Giant Inflation Beat Adds Fuel to Basci Debt Plan: Turkey CreditIsobel Finkel
Turkey’s bond market is off to one of the best starts in emerging markets this year, and central bank Governor Erdem Basci is in the middle of it.
Two-year yields slid 19 basis points yesterday to 7.93 percent, the most among 22 developing nations, with 10-year rates also lower after a report showed inflation slowed in December by more than all 13 analysts forecast in a Bloomberg survey amid the collapse in oil. Two days earlier, policy makers demanded banks increase their foreign-currency reserves to protect against the risk of a jump in short-term debt costs.
The consumer-price growth data and the change in reserve requirements go some way in addressing concerns raised last month by the International Monetary Fund, which cited a “credibility gap” between Turkish inflation and the central bank’s 5 percent target. The IMF also urged steps to tackle a surge in foreign-currency denominated bank debt.
“Turkish markets are likely to outperform emerging-market peers in January,” Hasan Demir, an analyst at Istanbul-based Tera Brokers, said in e-mailed comments yesterday. “Easing bond yields in tandem with the improvement in inflation, and positive expectations regarding banks’ fourth-quarter results” will drive positive sentiment, he said.
Basci raised the amount banks must set aside to 18 percent of their one-year foreign-currency debt, from 13 percent, starting next month. The net increase won’t exceed $800 million, an amount the industry is able to shoulder, Demir said.
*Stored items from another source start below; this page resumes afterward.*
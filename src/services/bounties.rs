use std::sync::Arc;

use async_trait::async_trait;
use serde_json::json;
use tokio::sync::{mpsc, oneshot};

use super::{notifications::NotificationRequest, RequestHandler, Service, ServiceError};
use crate::models::{
    bounties::{Bounty, BountyStatus, FundBounty},
    notifications::BOUNTY_RELEASED,
};
use crate::repositories::{
    payments::{PaymentError, PaymentGateway},
    BountyRepository, ProblemRepository, UserRepository,
};

pub enum BountyRequest {
    Fund {
        funder_id: i64,
        bounty: FundBounty,
        response: oneshot::Sender<Result<Bounty, ServiceError>>,
    },
    Release {
        bounty_id: i64,
        requester_id: i64,
        solver_id: i64,
        response: oneshot::Sender<Result<Bounty, ServiceError>>,
    },
    Refund {
        bounty_id: i64,
        requester_id: i64,
        response: oneshot::Sender<Result<Bounty, ServiceError>>,
    },
    GetBounty {
        id: i64,
        response: oneshot::Sender<Result<Bounty, ServiceError>>,
    },
}

fn release_key(bounty_id: i64, solver_id: i64) -> String {
    format!("bounty-{}-release-{}", bounty_id, solver_id)
}

fn refund_key(bounty_id: i64) -> String {
    format!("bounty-{}-refund", bounty_id)
}

#[derive(Clone)]
pub struct BountyRequestHandler {
    repository: Arc<dyn BountyRepository>,
    problems: Arc<dyn ProblemRepository>,
    users: Arc<dyn UserRepository>,
    payments: Arc<dyn PaymentGateway>,
    notification_channel: mpsc::Sender<NotificationRequest>,
    currency: String,
}
//! Field checks shared by the services. Each check pushes a human readable
//! message; an empty list means the input is acceptable.

pub const MIN_PASSWORD_LEN: usize = 6;
pub const MIN_NAME_LEN: usize = 3;

pub fn is_valid_email(email: &str) -> bool {
    if email.chars().any(char::is_whitespace) {
        return false;
    }

    let Some((local, domain)) = email.split_once('@') else {
        return false;
    };
    if local.is_empty() || domain.contains('@') {
        return false;
    }

    match domain.rsplit_once('.') {
        Some((host, tld)) => !host.is_empty() && tld.len() >= 2 && !host.ends_with('.'),
        None => false,
    }
}

pub fn check_email(email: &str, errors: &mut Vec<String>) {
    if !is_valid_email(email) {
        errors.push("Invalid email address".to_string());
    }
}

pub fn check_password(password: &str, errors: &mut Vec<String>) {
    if password.chars().count() < MIN_PASSWORD_LEN {
        errors.push(format!(
            "Password must be at least {} characters long",
            MIN_PASSWORD_LEN
        ));
    }
}

pub fn check_name(name: &str, errors: &mut Vec<String>) {
    if name.trim().chars().count() < MIN_NAME_LEN {
        errors.push(format!(
            "Name must be at least {} characters long",
            MIN_NAME_LEN
        ));
    }
}

pub fn check_required(field: &str, value: &str, errors: &mut Vec<String>) {
    if value.trim().is_empty() {
        errors.push(format!("{} is required", field));
    }
}

#[cfg(test)]
mod tests {
    use super::*;
    use rstest::rstest;

    #[rstest]
    #[case("user@example.com", true)]
    #[case("first.last@sub.example.org", true)]
    #[case("user@example", false)]
    #[case("@example.com", false)]
    #[case("user@.com", false)]
    #[case("user@@example.com", false)]
    #[case("us er@example.com", false)]
    #[case("", false)]
    fn email_shapes(#[case] email: &str, #[case] valid: bool) {
        assert_eq!(is_valid_email(email), valid);
    }

    #[test]
    fn collects_every_failure() {
        let mut errors = Vec::new();
        check_email("nope", &mut errors);
        check_password("12345", &mut errors);
        check_name("  ab ", &mut errors);
        check_required("Title", "   ", &mut errors);

        assert_eq!(errors.len(), 4);
        assert_eq!(errors[3], "Title is required");
    }
}
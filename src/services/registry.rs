use std::sync::Arc;

use dashmap::DashMap;
use tokio::sync::mpsc;
use uuid::Uuid;

use crate::models::notifications::Event;

pub type ConnectionId = Uuid;

#[derive(Clone)]
struct Connection {
    id: ConnectionId,
    sender: mpsc::UnboundedSender<Event>,
}

/// Live real-time connections, at most one per user.
///
/// Process-local and not persisted: clients register again after reconnecting.
#[derive(Clone, Default)]
pub struct ConnectionRegistry {
    connections: Arc<DashMap<i64, Connection>>,
}

impl ConnectionRegistry {
    pub fn new() -> Self {
        Self::default()
    }

    /// Maps `user_id` to this connection, replacing any earlier one.
    /// Returns the replaced connection id.
    pub fn register(
        &self,
        user_id: i64,
        connection_id: ConnectionId,
        sender: mpsc::UnboundedSender<Event>,
    ) -> Option<ConnectionId> {
        let previous = self.connections.insert(
            user_id,
            Connection {
                id: connection_id,
                sender,
            },
        );

        log::info!("User {} registered connection {}", user_id, connection_id);
        previous.map(|c| c.id)
    }

    /// Drops every mapping that still points at `connection_id`. One socket
    /// may have registered several users. Returns the users it served.
    pub fn remove_connection(&self, connection_id: ConnectionId) -> Vec<i64> {
        let mut removed = Vec::new();
        self.connections.retain(|user_id, connection| {
            if connection.id == connection_id {
                removed.push(*user_id);
                false
            } else {
                true
            }
        });

        for user_id in &removed {
            log::info!("Removed connection {} of user {}", connection_id, user_id);
        }
        removed
    }

    pub fn connection_for(&self, user_id: i64) -> Option<ConnectionId> {
        self.connections.get(&user_id).map(|c| c.id)
    }

    /// Pushes `event` to the user's live connection. Returns `false` when the
    /// user has none; nothing is queued.
    pub fn emit_to_user(&self, user_id: i64, event: &str, payload: serde_json::Value) -> bool {
        let Some(connection) = self.connections.get(&user_id).map(|c| c.clone()) else {
            return false;
        };

        let frame = Event {
            event: event.to_string(),
            payload,
        };
        if connection.sender.send(frame).is_err() {
            log::debug!(
                "Connection {} of user {} is gone, dropping it",
                connection.id,
                user_id
            );
            self.connections
                .remove_if(&user_id, |_, current| current.id == connection.id);
            return false;
        }

        true
    }

    pub fn len(&self) -> usize {
        self.connections.len()
    }

    pub fn is_empty(&self) -> bool {
        self.connections.is_empty()
    }
}

#[cfg(test)]
mod tests {
    use super::*;
    use serde_json::json;

    #[test]
    fn last_registration_wins() {
        let registry = ConnectionRegistry::new();
        let (first_tx, mut first_rx) = mpsc::unbounded_channel();
        let (second_tx, mut second_rx) = mpsc::unbounded_channel();
        let first = Uuid::new_v4();
        let second = Uuid::new_v4();

        assert_eq!(registry.register(1, first, first_tx), None);
        assert_eq!(registry.register(1, second, second_tx), Some(first));
        assert!(registry.emit_to_user(1, "notification", json!({"n": 1})));

        assert!(first_rx.try_recv().is_err());
        assert_eq!(second_rx.try_recv().unwrap().payload, json!({"n": 1}));
        assert_eq!(registry.len(), 1);
    }

    #[test]
    fn stale_removal_keeps_newer_registration() {
        let registry = ConnectionRegistry::new();
        let (tx, _rx) = mpsc::unbounded_channel();
        let old = Uuid::new_v4();
        let new = Uuid::new_v4();
        registry.register(5, old, tx.clone());
        registry.register(5, new, tx);

        assert!(registry.remove_connection(old).is_empty());
        assert_eq!(registry.connection_for(5), Some(new));
        assert_eq!(registry.remove_connection(new), vec![5]);
        assert!(registry.is_empty());
    }

    #[test]
    fn removal_drops_every_user_on_the_connection() {
        let registry = ConnectionRegistry::new();
        let (tx, _rx) = mpsc::unbounded_channel();
        let shared = Uuid::new_v4();
        let other = Uuid::new_v4();
        registry.register(1, shared, tx.clone());
        registry.register(2, shared, tx.clone());
        registry.register(3, shared, tx.clone());
        registry.register(4, other, tx);

        let mut removed = registry.remove_connection(shared);
        removed.sort();

        assert_eq!(removed, vec![1, 2, 3]);
        assert_eq!(registry.len(), 1);
        assert_eq!(registry.connection_for(4), Some(other));
    }

    #[test]
    fn emit_without_connection_is_skipped() {
        let registry = ConnectionRegistry::new();

        assert!(!registry.emit_to_user(9, "notification", json!({})));
    }

    #[test]
    fn closed_receiver_is_pruned_on_emit() {
        let registry = ConnectionRegistry::new();
        let (tx, rx) = mpsc::unbounded_channel();
        registry.register(3, Uuid::new_v4(), tx);
        drop(rx);

        assert!(!registry.emit_to_user(3, "notification", json!({})));
        assert!(registry.connection_for(3).is_none());
    }

    #[tokio::test(flavor = "multi_thread", worker_threads = 4)]
    async fn concurrent_registration_is_safe() {
        let registry = ConnectionRegistry::new();
        let mut tasks = Vec::new();
        for user_id in 0..64 {
            let registry = registry.clone();
            tasks.push(tokio::spawn(async move {
                let (tx, _rx) = mpsc::unbounded_channel();
                let connection = Uuid::new_v4();
                registry.register(user_id, connection, tx);
                if user_id % 2 == 0 {
                    registry.remove_connection(connection);
                }
            }));
        }
        for task in tasks {
            task.await.unwrap();
        }

        assert_eq!(registry.len(), 32);
        assert!(registry.connection_for(1).is_some());
        assert!(registry.connection_for(2).is_none());
    }
}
The central bank could lift the average requirement to 30 percent without significant loss in profitability for lenders, the IMF had said in its report.
Foreign-currency borrowing by banks has almost tripled since the end of 2008, and constituted the biggest single risk to Turkey’s sovereign credit score, Fitch Ratings said in a December statement.
Even so, two-year Turkish local-currency bonds clocked up the best returns among emerging markets tracked by Bloomberg in 2014. Two-year yields fell a further 14 basis points to 7.79 percent today, while the 10-year rate dropped 10 basis points to 7.71 percent. Both were at their lowest levels in a month. The lira strengthened 0.6 percent to 2.3178 per dollar at 5:12 p.m. in Istanbul.
Slowing inflation and the change to banks’ reserve requirements point to the possibility of interest-rate cuts this year, according to Bora Tamer Yilmaz, an economist at Ziraat Yatirim in Istanbul.
Tackling banks’ foreign-currency borrowing “may take off some risk” in the lira market, Yilmaz said by e-mail. “The move may allow the central bank to lower rates in the first quarter.”
The central bank is likely to start cutting interest rates at its February meeting, according to Isik Okte, a strategist at TEB Investment in Istanbul. The rate may drop by a total 75 basis points during February and March, Yarkin Cebeci, an economist at JPMorgan Chase & Co. in Istanbul, said in e-mailed comments yesterday.
Inflation slowed to an annual 8.17 percent in December, below the average forecast of 8.78 percent from analysts surveyed by Bloomberg, from 9.15 percent in November. The rate will reach 6.1 percent in the second quarter, the slowest pace in more than four years, according to the median of forecasts on Bloomberg.
“One should not lose perspective amid a huge amount of noise: this is a much higher figure than the 5 percent target,” said Murat Ucer, an Istanbul-based economist for Global Source Partners.
Basci’s change to reserve requirements is aimed at helping ease any jump in foreign-currency debt costs as the Federal Reserve gets closer to lifting its rates, luring more flows to the dollar from emerging-market currencies. The first Fed increase may be around mid-year, according to analysts including Michael Gapen, Barclays Plc’s chief U.S. economist.
At the European Central Bank, officials are preparing to discuss quantitative easing at their January meeting. ECB stimulus would support investment flows to Turkey, according to Okte at TEB Investment.
Turkish assets are “benefiting immensely from expectations for the European Central Bank to begin easing and cause more inflows into Turkish fixed income,” Okte said by e-mail yesterday. December’s strong inflation print “definitely sends the right signal that if the ECB starts easing, the Turkish central bank can start a rate-cut cycle,” he said.